Nick DiPillo

Current position
- Title: Head coach
- Team: Le Moyne
- Conference: NEC

Biographical details
- Alma mater: Fairleigh Dickinson University

Coaching career (HC unless noted)
- 2003–2005: Kean University (asst.)
- 2005–2009: New York Liberty (asst.)
- 2017–2018: Seton Hall (asst.)
- 2019–2022: Scranton
- 2022–2023: Pittsburgh (asst.)
- 2023–2024: Bowling Green (asst.)
- 2024–present: Le Moyne

Administrative career (AD unless noted)
- 2014–2017: Seton Hall (director of player development)

Head coaching record
- Overall: 77–53 (.592)

= Nick DiPillo =

American basketball player, coach, and administrator

Nick DiPillo is the head women's basketball coach for Le Moyne. He was previously an assistant coach for the Bowling Green Falcons women's basketball program. Prior to his time with the Falcons, DiPillo was the head coach of the women's basketball team at Scranton from 2019 to 2022.

==Early life and education==
Raised in North Brunswick, New Jersey, DiPillo played basketball at North Brunswick Township High School. He played collegiate basketball for Rutgers–Camden before transferring to Fairleigh Dickinson.

==Career==
DiPillo started his coaching career as an assistant coach for the Division III Kean men's basketball team. The Cougars compiled a 34–19 record during his two-year stint and captured the ECAC Metro championship in 2005.

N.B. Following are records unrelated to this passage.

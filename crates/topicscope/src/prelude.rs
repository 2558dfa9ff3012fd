//! Prelude module for convenient imports
//!
//! ```rust
//! use topicscope::prelude::*;
//! ```

pub use crate::{
    global_identity, AnalyticsAggregator, Backend, BackendFactory, BatchSession, Completion,
    ErrorKind, FileIdentityStore, GatewayConfig, GatewayError, HistoryEntry, HistoryManager,
    Identity, PredictionResult, PredictionSession, UploadFile,
};
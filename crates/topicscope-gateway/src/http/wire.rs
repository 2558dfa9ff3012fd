// Request and response bodies exactly as the backend speaks them

use crate::error::{GatewayError, Result};
use serde::{Deserialize, Serialize};

#[derive(Debug, Serialize)]
pub(crate) struct UrlRequest<'a> {
    pub url: &'a str,
    #[serde(skip_serializing_if = "Option::is_none")]
    pub user_id: Option<&'a str>,
}

#[derive(Debug, Serialize)]
pub(crate) struct RetrainRequest<'a> {
    pub urls: &'a [String],
    #[serde(skip_serializing_if = "Option::is_none")]
    pub user_id: Option<&'a str>,
}

#[derive(Debug, Deserialize)]
pub(crate) struct SaveContentResponse {
    pub filename: String,
}

/// `{success, message}` envelope used by retrain and delete
#[derive(Debug, Deserialize)]
pub(crate) struct Acknowledgement {
    pub success: bool,
    #[serde(default)]
    pub message: String,
}

impl Acknowledgement {
    pub fn into_message(self) -> Result<String> {
        if self.success {
            Ok(self.message)
        } else if self.message.is_empty() {
            Err(GatewayError::server("request was not accepted"))
        } else {
            Err(GatewayError::server(self.message))
        }
    }
}

/// Pull the human-readable detail out of an error body.
///
/// The backend answers failures with `{"error": ...}` or
/// `{"success": false, "message": ...}`; anything else is passed through raw.
pub(crate) fn extract_detail(body: &str) -> Option<String> {
    let trimmed = body.trim();
    if trimmed.is_empty() {
        return None;
    }

    if let Ok(serde_json::Value::Object(map)) = serde_json::from_str::<serde_json::Value>(trimmed) {
        for key in ["error", "message", "detail"] {
            if let Some(serde_json::Value::String(detail)) = map.get(key) {
                return Some(detail.clone());
            }
        }
    }

    Some(trimmed.to_string())
}
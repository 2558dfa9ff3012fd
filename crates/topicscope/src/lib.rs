//! # Topicscope
//!
//! Client-side orchestration for a URL topic classifier: predict the topic of
//! a page, classify whole files of URLs, curate past predictions into
//! retraining sets, and summarise usage.
//!
//! ## Quick Start
//!
//! ```rust,no_run
//! use topicscope::prelude::*;
//!
//! #[tokio::main]
//! async fn main() -> anyhow::Result<()> {
//!     // One anonymous identity per installation
//!     let identity = global_identity(&FileIdentityStore::default_location());
//!
//!     let backend = BackendFactory::create_backend(&GatewayConfig::default())?;
//!     let session = PredictionSession::new(backend, identity.identity.clone());
//!
//!     match session.submit("https://example.com/article").await {
//!         Completion::Applied(Ok(result)) => println!("{}", result.topic),
//!         Completion::Applied(Err(error)) => eprintln!("{}", error.user_message()),
//!         Completion::Superseded => {}
//!     }
//!
//!     Ok(())
//! }
//! ```
//!
//! ## Architecture
//!
//! - **`topicscope-types`**: data model shared by every layer
//! - **`topicscope-gateway`**: the `Backend` trait, its HTTP implementation and
//!   the `GatewayError` taxonomy
//! - **`topicscope-session`**: identity, prediction, batch, history and
//!   analytics state machines
//!
//! Sessions only talk to `Arc<dyn Backend>`, so any backend (including test
//! doubles) can be plugged in.

pub mod prelude;

pub use topicscope_types::{
    AnalyticsSummary, BatchOutcome, BatchResultItem, DailyCount, HistoryEntry, Identity,
    PredictionResult, TopicCount, TopicGroup, TopicGroups, TopicShare, UploadFile, WordCount,
    PLAIN_TEXT_MIME,
};

pub use topicscope_gateway::{
    Backend, BackendFactory, BatchResponse, ErrorKind, GatewayConfig, GatewayError, HttpBackend,
    RetrainOutcome, SavedContent, DEFAULT_BASE_URL,
};

pub use topicscope_session::{
    activity_series, global_identity, paginate, topic_shares, ActionState, AnalyticsAggregator,
    AnalyticsState, BatchOutput, BatchSession, BatchState, Completion, FileIdentityStore,
    HistoryManager, HistoryOperation, HistoryPage, IdentityError, IdentityProvider,
    IdentitySource, IdentityStore, LoadState, MemoryIdentityStore, PredictionSession,
    PredictionState, ResolvedIdentity, SelectionState, DEFAULT_HISTORY_LIMIT, DEFAULT_PAGE_SIZE,
    DEFAULT_WINDOW_DAYS,
};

He then served as an assistant coach for the New York Liberty of the WNBA from 2005 to the spring of 2009. He would help the Liberty make three playoff appearances (2005, 2007 and 2008). Among other roles, DiPillo served as post coach for the Liberty. He also coached a trio of WNBA All-Stars and three Olympians while with the Liberty, including 2007 WNBA Most Improved Player Janel McCarville.

From 2010 to 2014, DiPillo served as a skills trainer and camp director at the Monroe Sports Center in Monroe Township, New Jersey.

In 2014, DiPillo became director of player development for Seton Hall's women's program and was promoted to assistant coach in 2017. In 2015, Seton Hall won their first Big East Conference championship in program history and advanced to the NCAA tournament for the first time since 1995.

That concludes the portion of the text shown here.